TASK ITEM - In the listing that follows, the lines starting at the one containing "use hyper::Method;" and ending at the one containing "#[derive(Clone, Debug, PartialEq, Eq)]" are to be returned exactly, both boundary lines included, and no others.

INFORMATION SUPPLIED -
//! Defines the single routes held by a `Router`.

use std::borrow::Cow;
use std::panic::RefUnwindSafe;
use std::pin::Pin;

use futures_util::future::{self, FutureExt};
use hyper::Method;
use log::error;
use percent_encoding::{percent_decode_str, utf8_percent_encode, AsciiSet, CONTROLS};

use crate::handler::{Handler, HandlerError, HandlerFuture, NewHandler};
use crate::router::{RouteError, RouteParams};
use crate::state::{request_id, State};

// Characters which may not appear verbatim in a generated path segment.
const PATH_SEGMENT: &AsciiSet = &CONTROLS
    .add(b' ')
    .add(b'"')
    .add(b'#')
    .add(b'%')
    .add(b'/')
    .add(b'<')
    .add(b'>')
    .add(b'?')
    .add(b'`')
    .add(b'{')
    .add(b'}');

#[derive(Clone, Debug, PartialEq, Eq)]
pub(crate) enum Segment {
    Static(String),
    Param(String),
}

/// Splits a route pattern into its segments. Empty segments are dropped, so `/login/` and
/// `login` are the same pattern.
///
/// # Panics
///
/// When a parameter segment has no name, e.g. `/users/:`.
pub(crate) fn parse_pattern(pattern: &str) -> Vec<Segment> {
    pattern
        .split('/')
        .filter(|segment| !segment.is_empty())
        .map(|segment| match segment.strip_prefix(':') {
            Some("") => panic!("unnamed parameter segment in route pattern `{}`", pattern),
            Some(name) => Segment::Param(name.to_owned()),
            None => Segment::Static(segment.to_owned()),
        })
        .collect()
}

/// Splits a request path into percent-decoded segments.
pub(crate) fn request_segments(path: &str) -> Vec<Cow<'_, str>> {
    path.split('/')
        .filter(|segment| !segment.is_empty())
        .map(|segment| percent_decode_str(segment).decode_utf8_lossy())
        .collect()
}

/// Type erased dispatch to a `NewHandler`.
pub(crate) trait Dispatcher: RefUnwindSafe + Send + Sync {
    fn dispatch(&self, state: State) -> Pin<Box<HandlerFuture>>;

    fn describe(&self) -> Cow<'static, str>;
}

pub(crate) struct DispatcherImpl<H>
where
    H: NewHandler,
{
    new_handler: H,
}

impl<H> DispatcherImpl<H>
where
    H: NewHandler,
{
    pub(crate) fn new(new_handler: H) -> Self {
        DispatcherImpl { new_handler }
    }
}

impl<H> Dispatcher for DispatcherImpl<H>
where
    H: NewHandler,
{
    fn dispatch(&self, state: State) -> Pin<Box<HandlerFuture>> {
        match self.new_handler.new_handler() {
            Ok(handler) => handler.handle(state),
            Err(e) => {
                error!("[{}] could not create handler: {}", request_id(&state), e);
                future::err((state, HandlerError::from(e))).boxed()
            }
        }
    }

    fn describe(&self) -> Cow<'static, str> {
        self.new_handler.describe()
    }
}

/// A pattern, the methods it accepts and the handler it dispatches to.
pub(crate) struct Route {
    pub(crate) name: Option<String>,
    pub(crate) methods: Vec<Method>,
    pub(crate) pattern: String,
    pub(crate) segments: Vec<Segment>,
    pub(crate) dispatcher: Box<dyn Dispatcher>,
}

impl Route {
    /// Matches the request path against this route's pattern, extracting any parameters.
    pub(crate) fn extract(&self, request: &[Cow<'_, str>]) -> Option<RouteParams> {
        if request.len() != self.segments.len() {
            return None;
        }

        let mut params = RouteParams::default();
        for (segment, value) in self.segments.iter().zip(request) {
            match segment {
                Segment::Static(expected) if expected == value => {}
                Segment::Static(_) => return None,
                Segment::Param(name) => params.push(name, value),
            }
        }
        Some(params)
    }

    pub(crate) fn accepts(&self, method: &Method) -> bool {
        self.methods.contains(method)
    }

    /// Builds the request path for this route from the given parameter values.
    pub(crate) fn path_for(&self, params: &[(&str, &str)]) -> Result<String, RouteError> {
        if self.segments.is_empty() {
            return Ok("/".to_owned());
        }

        let mut path = String::new();
        for segment in &self.segments {
            path.push('/');
            match segment {
                Segment::Static(value) => path.push_str(value),
                Segment::Param(name) => {
                    let value = params
                        .iter()
                        .find(|(key, _)| key == name)
                        .map(|(_, value)| *value)
                        .ok_or_else(|| RouteError::MissingParam {
                            route: self.name.clone().unwrap_or_default(),
                            param: name.clone(),
                        })?;
                    path.extend(utf8_percent_encode(value, PATH_SEGMENT));
                }
            }
        }
        Ok(path)
    }
}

RESULT BELOW -
use hyper::Method;
use log::error;
use percent_encoding::{percent_decode_str, utf8_percent_encode, AsciiSet, CONTROLS};

use crate::handler::{Handler, HandlerError, HandlerFuture, NewHandler};
use crate::router::{RouteError, RouteParams};
use crate::state::{request_id, State};

// Characters which may not appear verbatim in a generated path segment.
const PATH_SEGMENT: &AsciiSet = &CONTROLS
    .add(b' ')
    .add(b'"')
    .add(b'#')
    .add(b'%')
    .add(b'/')
    .add(b'<')
    .add(b'>')
    .add(b'?')
    .add(b'`')
    .add(b'{')
    .add(b'}');

#[derive(Clone, Debug, PartialEq, Eq)]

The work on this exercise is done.